::: DATA RECORDS :::

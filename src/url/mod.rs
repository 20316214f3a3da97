//! URL handling for the crawler
//!
//! This module provides canonicalization (the dedup identity of a page),
//! query-string canonicalization, host keys and domain splitting, and the
//! [`WebUrl`] record that travels through the frontier.

mod domain;
mod normalize;
mod query;
mod web_url;

// Re-export main functions
pub use domain::{host_key, split_domain};
pub use normalize::{normalize_url, normalize_url_with, NormalizeOptions};
pub use query::canonicalize_query;
pub use web_url::{DocId, WebUrl};
use crate::config::types::Config;
use crate::config::validation::validate;
use crate::ConfigError;
use sha2::{Digest, Sha256};
use std::path::Path;

/// Loads and validates a configuration file
///
/// # Arguments
///
/// * `path` - Path to the TOML configuration file
///
/// # Returns
///
/// * `Ok(Config)` - Successfully loaded and validated configuration
/// * `Err(ConfigError)` - Failed to read, parse, or validate the configuration
///
/// # Example
///
/// ```no_run
/// use std::path::Path;
/// use ripple_crawl::config::load_config;
///
/// let config = load_config(Path::new("crawl.toml")).unwrap();
/// println!("Max depth: {}", config.crawler.max_depth);
/// ```
pub fn load_config(path: &Path) -> Result<Config, ConfigError> {
    let content = std::fs::read_to_string(path)?;
    parse_config(&content)
}

/// Parses and validates configuration from TOML text
pub fn parse_config(content: &str) -> Result<Config, ConfigError> {
    let config: Config = toml::from_str(content)?;
    validate(&config)?;
    Ok(config)
}

/// Computes the hex-encoded SHA-256 of configuration text
///
/// Resumable crawls record this value so a resume under a different
/// configuration can be flagged.
pub fn compute_config_hash(content: &str) -> String {
    let mut hasher = Sha256::new();
    hasher.update(content.as_bytes());
    hex::encode(hasher.finalize())
}

/// Loads a configuration and returns it with the hash of the file content
///
/// The file is read once, so the hash always describes the text that was
/// parsed.
///
/// # Arguments
///
/// * `path` - Path to the TOML configuration file
///
/// # Returns
///
/// * `Ok((Config, String))` - The configuration and its hash
/// * `Err(ConfigError)` - Failed to load or validate the configuration
pub fn load_config_with_hash(path: &Path) -> Result<(Config, String), ConfigError> {
    let content = std::fs::read_to_string(path)?;
    let config = parse_config(&content)?;
    Ok((config, compute_config_hash(&content)))
}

:::

Whenever the word "ConfigError" occurs in a line above, copy that line.

▸ RESULT:
use crate::ConfigError;
/// * `Err(ConfigError)` - Failed to read, parse, or validate the configuration
pub fn load_config(path: &Path) -> Result<Config, ConfigError> {
pub fn parse_config(content: &str) -> Result<Config, ConfigError> {
/// * `Err(ConfigError)` - Failed to load or validate the configuration
pub fn load_config_with_hash(path: &Path) -> Result<(Config, String), ConfigError> {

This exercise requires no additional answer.